You have to be registered and logged in for purchasing articles.

Abstract

NT-pro-BNP during Isotonic and Isometric Exercise in Heart Failure Patients with Preserved LV Ejection Fraction by Dumitru Tudor Zdrenghea, Maria Ilea, Gyorgy Bodizs, Adela Sitar-Taut, Mihnea Zdrenghea, Dana Pop

Background: NT-pro-BNP level is increased in both systolic and diastolic heart failure (HF) and furthermore increases more during exercise. In diastolic HF, NT-pro-BNP might increase more during isometric exercise than during isotonic exercises because of increased afterload.
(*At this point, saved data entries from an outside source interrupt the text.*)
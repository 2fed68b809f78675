//! Property sweep: random kernel instances against the reference.

use proptest::prelude::*;

use weft_core::machine::header;
use weft_core::MachineSpec;
use weft_kernel::{compile, KernelConfig, KernelParams};
use weft_test_utils::{run_reference, seeded_image, RunExit, Simulator};

fn final_values_match(height: u32, batch: u32, rounds: u32, seed: u64) {
    let spec = MachineSpec::default();
    let p = KernelParams {
        tree_height: height,
        n_nodes: (1 << (height + 1)) - 1,
        batch_size: batch,
        rounds,
    };
    let mem = seeded_image(height, batch, rounds, seed);

    let mut ref_mem = mem.clone();
    run_reference(&mut ref_mem, &spec, None);

    let compiled = compile(&spec, &KernelConfig::default(), p).unwrap();
    let mut sim = Simulator::new(&spec, &compiled.bundles, mem);
    while sim.run().unwrap() == RunExit::Paused {}

    let val_p = ref_mem[header::INP_VALUES_P as usize] as usize;
    assert_eq!(
        &sim.mem[val_p..val_p + batch as usize],
        &ref_mem[val_p..val_p + batch as usize]
    );
}

proptest! {
    #![proptest_config(ProptestConfig::with_cases(16))]

    #[test]
    fn compiled_streams_match_reference(
        height in 2u32..=10,
        batch_choice in 0usize..4,
        rounds in 1u32..=20,
        seed in 0u64..1000,
    ) {
        let vlen = MachineSpec::default().vlen as u32;
        let batch = [vlen, 2 * vlen, 17, 256][batch_choice];
        final_values_match(height, batch, rounds, seed);
    }
}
We studied NT-pro-BNP values during isometric (handgrip) and isotonic (cycloergometer) exercise in HF patients with preserved left ventricular ejection fraction and different degrees of diastolic dysfunction.
Methods: We studied 87 patients, aged 58 ± 7.9 years, 42.6% females, with heart failure with LVEF > 40% and diastolic dysfunction. The patients were randomly distributed in two groups: 43 patients (Group I) and 44 patients (Group II). Group I underwent ramp exercise testing on a cycloergometer. Group II performed an isometric handgrip test. Plasma NT-pro-BNP levels were measured at rest and immediately after exercise.
Results: An abnormal relaxation (AR) pattern was recorded in 30 patients of Group I and 31 patients of Group II. Pseudonormalisation (PSN) and restrictive (R) pattern were noted in 13 patients of each group. As concerns Group I, NT-pro-BNP levels were increased in all patients, particularly in those with PSN or R pattern (p < 0.05). During exercise NT-pro-BNP decreases significantly in AR (1033 ± 516.63 to 800.51 ± 675.89 pg/mL) but not in PSN or R patients (1656.75 ± 977.48 to 1486.38 ± 1182.51 pg/mL). For Group II, NT-pro-BNP registered a similar increase as in Group I, with maximal values in PSN or R subgroup as compared to abnormal relaxation (p < 0.05). At peak exercise, NT-pro-BNP was practically unchanged as compared to the rest values for the whole group (-6%) and for the two subgroups (AR -6.7% and PSN or R -5.21%). We compared rest and exercise NT-pro-BNP with E/E’ ratio > 12 in order to identify increased diastolic filling pressure in the LV; AUC was 0.70 and 0.66 for rest and exercise NT-pro-BNP in case of isotonic testing and 0.74 and 0.72 in case of isometric exercise.
Conclusions: Our data suggest that in HF patients with preserved left ventricular ejection fraction, moderate isotonic and isometric exercises do not determine a significant increase (isometric exercise) or even decrease (isotonic exercise) in the value of NT-pro-BNP.